- **Assignment**:
What lines of the data hold the string "callers"? Pull each one out.

[Stored data]
┌──

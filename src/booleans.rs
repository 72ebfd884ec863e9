// Copyright 2025 Cowboy AI, LLC.

//! Curried boolean logic combinators
//!
//! This module is the combinator surface of the crate: the named binary
//! boolean operators in both eager and curried forms, unary negation,
//! predicate negation, short-circuiting sequence reductions, and a
//! curried conditional selector.
//!
//! # Design
//!
//! Every binary operator is derived from two primitive associative
//! combining rules, the [`Conjunction`] and [`Disjunction`] semigroups
//! (with [`ExclusiveDisjunction`] for parity), composed through
//! [`crate::function::compose2`] and [`crate::function::flip`]. The
//! derivations are an economy of definition, not a contract: the truth
//! tables are the contract.
//!
//! The namespace itself is a module of free functions. The uninhabited
//! [`Booleans`] type is retained as a namespace witness for callers
//! migrating from object-shaped APIs; it has no values and its only
//! associated constructor fails with
//! [`LogicError::UnsupportedConstruction`].

use crate::errors::{LogicError, LogicResult};
use crate::function::{compose, compose2, curry3, flip, Curried};
use crate::monoid::Monoid;
use crate::semigroup::{Conjunction, Disjunction, ExclusiveDisjunction, Semigroup};

/// Logical "and" (conjunction).
pub fn and(p: bool, q: bool) -> bool {
    Conjunction(p).combine(Conjunction(q)).into_inner()
}

/// Logical "inclusive or" (disjunction).
pub fn or(p: bool, q: bool) -> bool {
    Disjunction(p).combine(Disjunction(q)).into_inner()
}

/// Logical "exclusive or" (nonequivalence): true iff exactly one
/// argument is true.
pub fn xor(p: bool, q: bool) -> bool {
    ExclusiveDisjunction(p)
        .combine(ExclusiveDisjunction(q))
        .into_inner()
}

/// Logical negation.
pub fn not(p: bool) -> bool {
    !p
}

/// Logical "only if" (material implication): `!p || q`.
pub fn implies(p: bool, q: bool) -> bool {
    !p || q
}

/// Logical "if" (reverse material implication): `implies` with its
/// arguments flipped, `!q || p`.
pub fn if_(p: bool, q: bool) -> bool {
    flip(implies)(p, q)
}

/// Logical "if and only if" (biconditional, equivalence): the negation
/// of `xor`, true iff `p == q`.
pub fn iff(p: bool, q: bool) -> bool {
    compose2(not, xor)(p, q)
}

/// Logical "not implies" (nonimplication).
pub fn nimp(p: bool, q: bool) -> bool {
    compose2(not, implies)(p, q)
}

/// Logical "not if" (reverse nonimplication).
pub fn nif(p: bool, q: bool) -> bool {
    compose2(not, if_)(p, q)
}

/// Logical "not or" (joint denial).
pub fn nor(p: bool, q: bool) -> bool {
    compose2(not, or)(p, q)
}

/// Curried forms of the binary operators.
///
/// Each function takes the first operand and returns the one-argument
/// function of the second, enabling partial application:
///
/// ```rust
/// use cim_logic::booleans::curried;
///
/// let known_true = curried::and(true);
/// assert!(known_true(true));
/// assert!(!known_true(false));
/// ```
pub mod curried {
    /// Curried form of logical "and".
    pub fn and(p: bool) -> impl Fn(bool) -> bool {
        move |q| super::and(p, q)
    }

    /// Curried form of logical "inclusive or".
    pub fn or(p: bool) -> impl Fn(bool) -> bool {
        move |q| super::or(p, q)
    }

    /// Curried form of logical "exclusive or".
    pub fn xor(p: bool) -> impl Fn(bool) -> bool {
        move |q| super::xor(p, q)
    }

    /// Curried form of logical "only if" (material implication).
    pub fn implies(p: bool) -> impl Fn(bool) -> bool {
        move |q| super::implies(p, q)
    }

    /// Curried form of logical "if" (reverse material implication).
    pub fn if_(p: bool) -> impl Fn(bool) -> bool {
        move |q| super::if_(p, q)
    }

    /// Curried form of logical "if and only if".
    pub fn iff(p: bool) -> impl Fn(bool) -> bool {
        move |q| super::iff(p, q)
    }

    /// Curried form of logical "not implies".
    pub fn nimp(p: bool) -> impl Fn(bool) -> bool {
        move |q| super::nimp(p, q)
    }

    /// Curried form of logical "not if".
    pub fn nif(p: bool) -> impl Fn(bool) -> bool {
        move |q| super::nif(p, q)
    }

    /// Curried form of logical "not or".
    pub fn nor(p: bool) -> impl Fn(bool) -> bool {
        move |q| super::nor(p, q)
    }
}

/// Negate a predicate, leaving its argument domain untouched.
///
/// ```rust
/// use cim_logic::booleans::negate;
///
/// let is_positive = |x: i32| x > 0;
/// let is_non_positive = negate(is_positive);
/// assert!(is_non_positive(-3));
/// assert!(!is_non_positive(3));
/// ```
pub fn negate<A>(predicate: impl Fn(A) -> bool) -> impl Fn(A) -> bool {
    compose(not, predicate)
}

/// True iff all elements of the sequence are true.
///
/// The reduction is the [`Conjunction`] monoid fold with short-circuit
/// evaluation: input is consumed in forward order and stops at the
/// first `false`, so unbounded lazy iterators terminate once decided.
/// The empty sequence yields `true`, the conjunction identity.
pub fn all_true<I>(values: I) -> bool
where
    I: IntoIterator<Item = bool>,
{
    for value in values {
        if !value {
            return false;
        }
    }
    Conjunction::empty().into_inner()
}

/// True iff any element of the sequence is true.
///
/// The reduction is the [`Disjunction`] monoid fold with short-circuit
/// evaluation: input is consumed in forward order and stops at the
/// first `true`, so unbounded lazy iterators terminate once decided.
/// The empty sequence yields `false`, the disjunction identity.
pub fn any_true<I>(values: I) -> bool
where
    I: IntoIterator<Item = bool>,
{
    for value in values {
        if value {
            return true;
        }
    }
    Disjunction::empty().into_inner()
}

/// Conditional selector, eager form: `consequent` if `p` is true,
/// otherwise `alternative`.
pub fn cond_eager<A>(p: bool, consequent: A, alternative: A) -> A {
    if p {
        consequent
    } else {
        alternative
    }
}

/// Curried form of the conditional selector.
///
/// Returns the three-step chain `bool -> A -> A -> A`:
///
/// ```rust
/// use cim_logic::booleans::cond;
///
/// assert_eq!(cond::<&str>()(true)("yes")("no"), "yes");
/// assert_eq!(cond::<i32>()(false)(1)(2), 2);
/// ```
pub fn cond<A>() -> impl Fn(bool) -> Curried<A, Curried<A, A>>
where
    A: Clone + 'static,
{
    curry3(cond_eager::<A>)
}

/// Namespace witness for the combinator module.
///
/// The type is uninhabited: no value of it can ever exist, which is the
/// compile-time rendering of a throwing private constructor. The
/// [`Booleans::instance`] guard preserves the loud runtime failure for
/// callers that probe construction dynamically.
#[derive(Debug)]
pub enum Booleans {}

impl Booleans {
    /// Always fails: the namespace is not instantiable.
    pub fn instance() -> LogicResult<Self> {
        Err(LogicError::unsupported_construction("Booleans"))
    }
}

└──

- **Exercise response**:
//! [`Booleans`] type is retained as a namespace witness for callers
/// callers that probe construction dynamically.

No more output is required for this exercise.